▶

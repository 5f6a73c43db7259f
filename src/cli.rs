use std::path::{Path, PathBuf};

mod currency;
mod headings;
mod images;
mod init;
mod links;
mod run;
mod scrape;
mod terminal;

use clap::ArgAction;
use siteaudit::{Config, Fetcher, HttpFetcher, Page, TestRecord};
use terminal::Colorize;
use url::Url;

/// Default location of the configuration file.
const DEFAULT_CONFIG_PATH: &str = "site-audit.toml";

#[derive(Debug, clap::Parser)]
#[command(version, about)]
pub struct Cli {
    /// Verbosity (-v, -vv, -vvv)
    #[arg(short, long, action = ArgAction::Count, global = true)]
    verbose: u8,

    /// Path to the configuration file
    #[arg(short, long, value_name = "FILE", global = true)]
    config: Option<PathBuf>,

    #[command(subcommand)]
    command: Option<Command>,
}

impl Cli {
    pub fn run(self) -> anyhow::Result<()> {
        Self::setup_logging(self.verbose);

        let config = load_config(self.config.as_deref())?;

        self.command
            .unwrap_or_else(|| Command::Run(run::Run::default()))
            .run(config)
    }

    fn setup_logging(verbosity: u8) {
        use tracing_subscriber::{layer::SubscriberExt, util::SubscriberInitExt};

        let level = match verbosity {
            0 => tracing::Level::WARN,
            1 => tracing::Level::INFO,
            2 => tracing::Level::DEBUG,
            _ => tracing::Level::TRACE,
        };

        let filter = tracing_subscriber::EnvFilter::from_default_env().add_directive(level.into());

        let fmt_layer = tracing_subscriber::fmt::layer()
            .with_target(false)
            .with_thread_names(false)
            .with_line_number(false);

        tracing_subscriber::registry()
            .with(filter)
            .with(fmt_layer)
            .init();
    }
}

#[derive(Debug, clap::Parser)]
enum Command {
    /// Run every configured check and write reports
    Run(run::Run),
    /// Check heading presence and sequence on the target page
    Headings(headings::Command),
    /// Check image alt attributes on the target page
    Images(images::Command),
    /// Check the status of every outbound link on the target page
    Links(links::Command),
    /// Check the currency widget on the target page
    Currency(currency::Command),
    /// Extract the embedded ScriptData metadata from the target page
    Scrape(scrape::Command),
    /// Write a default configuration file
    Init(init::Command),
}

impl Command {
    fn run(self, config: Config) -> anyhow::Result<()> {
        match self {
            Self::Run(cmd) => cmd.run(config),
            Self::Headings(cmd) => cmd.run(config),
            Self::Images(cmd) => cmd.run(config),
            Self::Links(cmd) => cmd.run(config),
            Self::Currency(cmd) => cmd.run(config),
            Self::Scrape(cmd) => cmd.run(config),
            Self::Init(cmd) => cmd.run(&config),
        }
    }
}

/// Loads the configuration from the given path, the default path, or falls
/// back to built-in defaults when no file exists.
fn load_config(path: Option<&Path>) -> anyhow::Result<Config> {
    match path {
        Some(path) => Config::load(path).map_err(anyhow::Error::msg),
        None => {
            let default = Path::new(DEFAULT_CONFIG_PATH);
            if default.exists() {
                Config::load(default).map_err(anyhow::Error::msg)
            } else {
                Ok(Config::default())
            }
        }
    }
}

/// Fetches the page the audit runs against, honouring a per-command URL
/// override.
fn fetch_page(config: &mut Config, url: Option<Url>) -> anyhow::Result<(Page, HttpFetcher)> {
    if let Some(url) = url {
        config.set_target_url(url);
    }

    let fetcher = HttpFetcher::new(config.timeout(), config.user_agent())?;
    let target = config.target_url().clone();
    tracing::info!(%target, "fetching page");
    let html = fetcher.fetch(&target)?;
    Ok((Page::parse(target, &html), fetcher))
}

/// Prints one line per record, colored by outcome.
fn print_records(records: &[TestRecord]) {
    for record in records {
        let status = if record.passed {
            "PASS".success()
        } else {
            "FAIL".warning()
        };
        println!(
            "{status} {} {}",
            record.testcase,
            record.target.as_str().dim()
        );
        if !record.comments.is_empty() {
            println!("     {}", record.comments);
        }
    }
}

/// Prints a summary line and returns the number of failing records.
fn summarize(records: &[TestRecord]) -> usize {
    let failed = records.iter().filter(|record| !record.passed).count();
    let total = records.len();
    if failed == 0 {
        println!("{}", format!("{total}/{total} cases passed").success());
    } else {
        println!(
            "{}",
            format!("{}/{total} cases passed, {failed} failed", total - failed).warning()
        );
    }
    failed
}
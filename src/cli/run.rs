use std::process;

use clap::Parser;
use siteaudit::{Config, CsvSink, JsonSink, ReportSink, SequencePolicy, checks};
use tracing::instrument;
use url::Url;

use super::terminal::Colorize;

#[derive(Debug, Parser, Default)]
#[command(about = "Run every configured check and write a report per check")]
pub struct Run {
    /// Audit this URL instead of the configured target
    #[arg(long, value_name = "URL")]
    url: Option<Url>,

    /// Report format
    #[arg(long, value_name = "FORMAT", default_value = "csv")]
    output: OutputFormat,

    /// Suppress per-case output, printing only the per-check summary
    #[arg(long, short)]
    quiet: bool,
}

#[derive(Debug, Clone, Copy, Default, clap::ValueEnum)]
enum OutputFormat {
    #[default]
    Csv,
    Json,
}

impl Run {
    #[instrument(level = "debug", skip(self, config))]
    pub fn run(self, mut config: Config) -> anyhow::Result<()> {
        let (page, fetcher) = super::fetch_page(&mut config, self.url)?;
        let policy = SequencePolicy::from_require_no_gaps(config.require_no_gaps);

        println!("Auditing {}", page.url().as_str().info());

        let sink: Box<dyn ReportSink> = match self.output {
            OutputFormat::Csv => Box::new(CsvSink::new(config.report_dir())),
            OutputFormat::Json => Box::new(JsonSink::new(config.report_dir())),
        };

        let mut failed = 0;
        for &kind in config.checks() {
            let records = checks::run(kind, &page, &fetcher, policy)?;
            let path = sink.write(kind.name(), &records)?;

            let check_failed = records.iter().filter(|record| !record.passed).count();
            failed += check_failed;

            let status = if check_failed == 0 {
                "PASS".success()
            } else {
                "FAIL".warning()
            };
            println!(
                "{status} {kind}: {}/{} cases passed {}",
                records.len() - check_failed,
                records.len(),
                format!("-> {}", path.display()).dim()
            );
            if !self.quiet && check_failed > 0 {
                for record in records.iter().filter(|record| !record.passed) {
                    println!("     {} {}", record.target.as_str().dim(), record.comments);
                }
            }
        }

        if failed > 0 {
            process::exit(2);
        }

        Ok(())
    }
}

◀
▶

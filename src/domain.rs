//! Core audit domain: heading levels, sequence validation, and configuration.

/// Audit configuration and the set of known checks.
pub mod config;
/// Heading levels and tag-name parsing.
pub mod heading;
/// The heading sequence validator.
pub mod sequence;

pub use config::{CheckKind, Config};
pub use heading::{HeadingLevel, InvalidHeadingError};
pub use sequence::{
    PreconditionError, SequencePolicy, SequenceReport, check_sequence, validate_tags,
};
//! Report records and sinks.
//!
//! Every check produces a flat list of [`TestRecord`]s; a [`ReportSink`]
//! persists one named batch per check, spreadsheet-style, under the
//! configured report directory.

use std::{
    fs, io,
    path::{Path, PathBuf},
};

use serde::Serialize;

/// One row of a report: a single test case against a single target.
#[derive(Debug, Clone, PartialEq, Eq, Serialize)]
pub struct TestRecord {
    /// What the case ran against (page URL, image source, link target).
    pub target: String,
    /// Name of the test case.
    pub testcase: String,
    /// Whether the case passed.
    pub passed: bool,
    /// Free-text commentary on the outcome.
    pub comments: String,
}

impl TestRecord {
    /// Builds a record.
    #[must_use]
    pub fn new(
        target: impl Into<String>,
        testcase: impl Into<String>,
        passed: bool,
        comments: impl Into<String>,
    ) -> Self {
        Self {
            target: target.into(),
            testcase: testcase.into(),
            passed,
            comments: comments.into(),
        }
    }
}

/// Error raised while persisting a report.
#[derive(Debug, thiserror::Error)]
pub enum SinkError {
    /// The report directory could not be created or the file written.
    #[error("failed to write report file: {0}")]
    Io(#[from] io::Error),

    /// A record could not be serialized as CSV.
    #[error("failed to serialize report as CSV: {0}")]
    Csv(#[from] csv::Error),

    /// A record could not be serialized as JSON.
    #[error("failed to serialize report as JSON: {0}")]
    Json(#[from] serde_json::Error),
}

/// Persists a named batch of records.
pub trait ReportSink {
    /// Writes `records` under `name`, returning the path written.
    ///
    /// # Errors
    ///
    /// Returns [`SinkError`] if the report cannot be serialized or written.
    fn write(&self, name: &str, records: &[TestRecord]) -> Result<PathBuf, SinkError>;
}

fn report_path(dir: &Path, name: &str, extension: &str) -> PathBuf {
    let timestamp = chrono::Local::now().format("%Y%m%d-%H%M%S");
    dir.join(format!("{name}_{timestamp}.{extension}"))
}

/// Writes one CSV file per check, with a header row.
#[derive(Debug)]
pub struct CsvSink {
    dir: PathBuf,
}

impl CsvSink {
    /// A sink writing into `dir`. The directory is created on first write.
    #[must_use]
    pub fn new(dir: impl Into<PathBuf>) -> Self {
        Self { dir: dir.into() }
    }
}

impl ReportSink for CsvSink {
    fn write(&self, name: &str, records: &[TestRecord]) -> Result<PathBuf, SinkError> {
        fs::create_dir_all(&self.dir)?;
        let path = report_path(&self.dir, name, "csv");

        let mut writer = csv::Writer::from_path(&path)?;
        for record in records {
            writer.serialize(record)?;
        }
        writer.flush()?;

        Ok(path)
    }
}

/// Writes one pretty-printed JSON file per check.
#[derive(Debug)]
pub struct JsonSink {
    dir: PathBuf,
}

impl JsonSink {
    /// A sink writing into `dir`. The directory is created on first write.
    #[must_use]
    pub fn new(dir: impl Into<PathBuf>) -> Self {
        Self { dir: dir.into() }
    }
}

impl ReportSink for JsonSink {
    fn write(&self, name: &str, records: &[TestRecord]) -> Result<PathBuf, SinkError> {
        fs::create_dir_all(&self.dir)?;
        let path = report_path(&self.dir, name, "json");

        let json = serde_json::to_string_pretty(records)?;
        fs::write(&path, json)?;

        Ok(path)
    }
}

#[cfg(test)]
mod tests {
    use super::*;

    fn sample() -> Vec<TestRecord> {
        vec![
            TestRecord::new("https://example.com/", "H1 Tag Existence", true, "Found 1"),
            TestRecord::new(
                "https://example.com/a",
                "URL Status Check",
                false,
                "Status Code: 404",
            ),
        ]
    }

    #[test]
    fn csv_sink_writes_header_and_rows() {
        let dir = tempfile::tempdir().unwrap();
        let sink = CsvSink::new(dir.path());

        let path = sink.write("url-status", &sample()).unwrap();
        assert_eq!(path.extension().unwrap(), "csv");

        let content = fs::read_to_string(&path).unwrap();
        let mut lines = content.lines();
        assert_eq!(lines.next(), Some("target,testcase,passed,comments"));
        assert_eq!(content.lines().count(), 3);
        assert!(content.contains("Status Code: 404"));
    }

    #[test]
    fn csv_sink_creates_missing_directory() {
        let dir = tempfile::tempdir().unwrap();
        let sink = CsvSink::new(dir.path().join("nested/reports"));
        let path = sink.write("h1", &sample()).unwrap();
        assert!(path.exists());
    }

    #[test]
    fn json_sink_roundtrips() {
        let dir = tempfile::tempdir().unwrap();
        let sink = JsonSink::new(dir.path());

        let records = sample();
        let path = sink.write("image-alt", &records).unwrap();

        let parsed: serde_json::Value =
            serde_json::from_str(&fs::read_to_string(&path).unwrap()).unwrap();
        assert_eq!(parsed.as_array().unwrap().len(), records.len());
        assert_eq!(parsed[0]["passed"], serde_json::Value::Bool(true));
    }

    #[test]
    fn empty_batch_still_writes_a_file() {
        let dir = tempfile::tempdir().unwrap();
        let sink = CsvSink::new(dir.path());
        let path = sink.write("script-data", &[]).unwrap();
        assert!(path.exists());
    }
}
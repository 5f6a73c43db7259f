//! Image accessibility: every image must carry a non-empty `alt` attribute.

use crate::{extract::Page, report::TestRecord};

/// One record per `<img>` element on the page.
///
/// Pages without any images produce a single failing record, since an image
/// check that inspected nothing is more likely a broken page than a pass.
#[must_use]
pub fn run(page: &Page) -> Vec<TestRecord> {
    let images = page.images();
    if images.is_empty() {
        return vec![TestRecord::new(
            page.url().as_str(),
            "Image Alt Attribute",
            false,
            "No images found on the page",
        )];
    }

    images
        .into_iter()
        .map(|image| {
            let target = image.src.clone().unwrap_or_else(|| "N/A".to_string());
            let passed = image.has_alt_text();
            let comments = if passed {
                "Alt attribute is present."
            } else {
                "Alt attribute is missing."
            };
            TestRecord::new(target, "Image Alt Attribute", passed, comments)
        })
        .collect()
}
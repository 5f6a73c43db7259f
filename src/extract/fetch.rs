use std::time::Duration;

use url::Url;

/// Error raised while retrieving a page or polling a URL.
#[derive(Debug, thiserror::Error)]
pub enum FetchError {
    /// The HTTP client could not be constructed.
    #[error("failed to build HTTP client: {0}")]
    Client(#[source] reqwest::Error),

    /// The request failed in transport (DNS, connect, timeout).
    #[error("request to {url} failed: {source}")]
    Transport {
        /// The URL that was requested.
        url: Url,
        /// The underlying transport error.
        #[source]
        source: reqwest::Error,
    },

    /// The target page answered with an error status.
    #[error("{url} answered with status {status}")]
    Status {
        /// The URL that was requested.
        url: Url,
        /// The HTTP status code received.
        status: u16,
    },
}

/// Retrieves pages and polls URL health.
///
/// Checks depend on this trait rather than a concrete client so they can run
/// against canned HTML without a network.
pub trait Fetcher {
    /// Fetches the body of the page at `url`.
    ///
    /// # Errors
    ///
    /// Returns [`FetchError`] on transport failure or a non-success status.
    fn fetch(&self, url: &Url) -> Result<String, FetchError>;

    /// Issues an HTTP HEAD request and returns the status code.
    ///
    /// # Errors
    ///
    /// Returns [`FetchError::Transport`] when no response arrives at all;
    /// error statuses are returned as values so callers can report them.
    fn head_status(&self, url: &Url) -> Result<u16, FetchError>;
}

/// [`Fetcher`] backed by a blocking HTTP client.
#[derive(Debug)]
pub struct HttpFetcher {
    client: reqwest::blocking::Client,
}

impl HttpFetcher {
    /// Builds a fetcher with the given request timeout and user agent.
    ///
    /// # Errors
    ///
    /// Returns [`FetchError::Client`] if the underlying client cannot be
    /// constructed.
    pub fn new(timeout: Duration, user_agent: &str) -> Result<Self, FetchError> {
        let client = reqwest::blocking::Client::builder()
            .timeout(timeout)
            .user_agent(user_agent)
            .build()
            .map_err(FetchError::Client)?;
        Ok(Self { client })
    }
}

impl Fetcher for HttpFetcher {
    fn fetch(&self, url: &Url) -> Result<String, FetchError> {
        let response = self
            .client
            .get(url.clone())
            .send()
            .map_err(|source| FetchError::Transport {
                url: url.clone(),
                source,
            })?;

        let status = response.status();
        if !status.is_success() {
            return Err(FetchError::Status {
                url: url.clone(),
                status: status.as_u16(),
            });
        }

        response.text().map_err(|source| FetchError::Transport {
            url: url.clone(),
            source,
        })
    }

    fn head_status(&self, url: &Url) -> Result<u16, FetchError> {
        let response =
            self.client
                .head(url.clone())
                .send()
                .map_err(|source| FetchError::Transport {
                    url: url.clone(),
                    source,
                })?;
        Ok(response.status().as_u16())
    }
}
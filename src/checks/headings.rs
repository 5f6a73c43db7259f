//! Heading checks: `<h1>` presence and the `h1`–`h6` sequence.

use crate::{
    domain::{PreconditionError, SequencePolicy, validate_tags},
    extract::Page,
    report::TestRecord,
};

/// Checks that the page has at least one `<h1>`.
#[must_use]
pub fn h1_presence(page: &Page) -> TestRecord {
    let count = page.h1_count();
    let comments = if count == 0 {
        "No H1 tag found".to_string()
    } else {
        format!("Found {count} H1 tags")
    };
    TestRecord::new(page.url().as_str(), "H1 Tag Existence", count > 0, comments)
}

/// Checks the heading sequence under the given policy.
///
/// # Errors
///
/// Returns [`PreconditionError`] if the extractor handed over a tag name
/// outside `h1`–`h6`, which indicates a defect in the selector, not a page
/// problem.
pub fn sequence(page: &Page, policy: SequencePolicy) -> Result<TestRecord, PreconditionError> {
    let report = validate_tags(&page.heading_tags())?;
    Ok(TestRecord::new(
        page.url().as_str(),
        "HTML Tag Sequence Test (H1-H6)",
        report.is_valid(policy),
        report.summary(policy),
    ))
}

◀
▶

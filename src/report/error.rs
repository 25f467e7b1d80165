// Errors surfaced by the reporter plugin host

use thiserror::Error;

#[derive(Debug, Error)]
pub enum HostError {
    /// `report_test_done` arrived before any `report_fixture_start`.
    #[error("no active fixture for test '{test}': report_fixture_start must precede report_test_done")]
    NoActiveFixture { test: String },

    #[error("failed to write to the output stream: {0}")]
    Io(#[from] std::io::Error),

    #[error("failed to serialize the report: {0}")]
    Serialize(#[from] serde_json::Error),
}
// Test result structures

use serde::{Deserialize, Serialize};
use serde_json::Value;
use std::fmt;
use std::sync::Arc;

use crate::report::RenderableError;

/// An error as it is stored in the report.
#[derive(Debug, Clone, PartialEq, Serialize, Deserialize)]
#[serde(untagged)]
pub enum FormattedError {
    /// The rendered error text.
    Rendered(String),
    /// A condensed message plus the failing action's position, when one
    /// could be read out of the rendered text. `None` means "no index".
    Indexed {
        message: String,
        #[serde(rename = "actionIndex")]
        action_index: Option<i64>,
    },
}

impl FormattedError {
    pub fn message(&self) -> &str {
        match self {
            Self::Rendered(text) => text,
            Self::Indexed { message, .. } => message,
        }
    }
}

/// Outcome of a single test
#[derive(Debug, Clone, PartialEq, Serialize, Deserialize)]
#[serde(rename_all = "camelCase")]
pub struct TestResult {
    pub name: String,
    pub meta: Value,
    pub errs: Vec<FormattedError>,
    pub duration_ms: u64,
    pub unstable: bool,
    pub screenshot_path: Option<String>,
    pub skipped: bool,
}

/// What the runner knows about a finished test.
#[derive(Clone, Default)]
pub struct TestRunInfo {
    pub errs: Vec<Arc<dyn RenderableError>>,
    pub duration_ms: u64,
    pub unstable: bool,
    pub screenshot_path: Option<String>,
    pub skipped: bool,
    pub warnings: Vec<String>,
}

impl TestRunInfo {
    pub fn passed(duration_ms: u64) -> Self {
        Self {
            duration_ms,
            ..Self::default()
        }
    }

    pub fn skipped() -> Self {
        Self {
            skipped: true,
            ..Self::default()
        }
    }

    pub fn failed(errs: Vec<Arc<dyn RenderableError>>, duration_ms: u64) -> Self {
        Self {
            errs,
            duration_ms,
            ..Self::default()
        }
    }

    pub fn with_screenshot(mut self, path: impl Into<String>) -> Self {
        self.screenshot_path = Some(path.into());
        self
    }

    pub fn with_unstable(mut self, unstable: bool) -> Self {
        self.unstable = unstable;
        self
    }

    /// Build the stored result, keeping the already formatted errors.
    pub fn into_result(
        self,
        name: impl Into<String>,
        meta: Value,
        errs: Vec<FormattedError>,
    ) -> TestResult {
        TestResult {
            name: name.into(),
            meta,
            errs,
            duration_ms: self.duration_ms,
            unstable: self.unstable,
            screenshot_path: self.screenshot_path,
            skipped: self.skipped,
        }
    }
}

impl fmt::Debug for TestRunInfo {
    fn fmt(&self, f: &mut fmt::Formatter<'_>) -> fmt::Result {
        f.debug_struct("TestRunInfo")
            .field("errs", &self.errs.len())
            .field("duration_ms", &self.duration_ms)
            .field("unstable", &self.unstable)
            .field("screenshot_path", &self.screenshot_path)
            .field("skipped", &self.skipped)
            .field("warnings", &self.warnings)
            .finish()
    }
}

◀

■ **Task item**: After locating the line with "let records = sample();" above, return that line and every later line through the one with "assert_eq!(parsed.as_array().unwrap().len(), records.len());", word for word and with nothing else.

■ **Final answer**:
        let records = sample();
        let path = sink.write("image-alt", &records).unwrap();

        let parsed: serde_json::Value =
            serde_json::from_str(&fs::read_to_string(&path).unwrap()).unwrap();
        assert_eq!(parsed.as_array().unwrap().len(), records.len());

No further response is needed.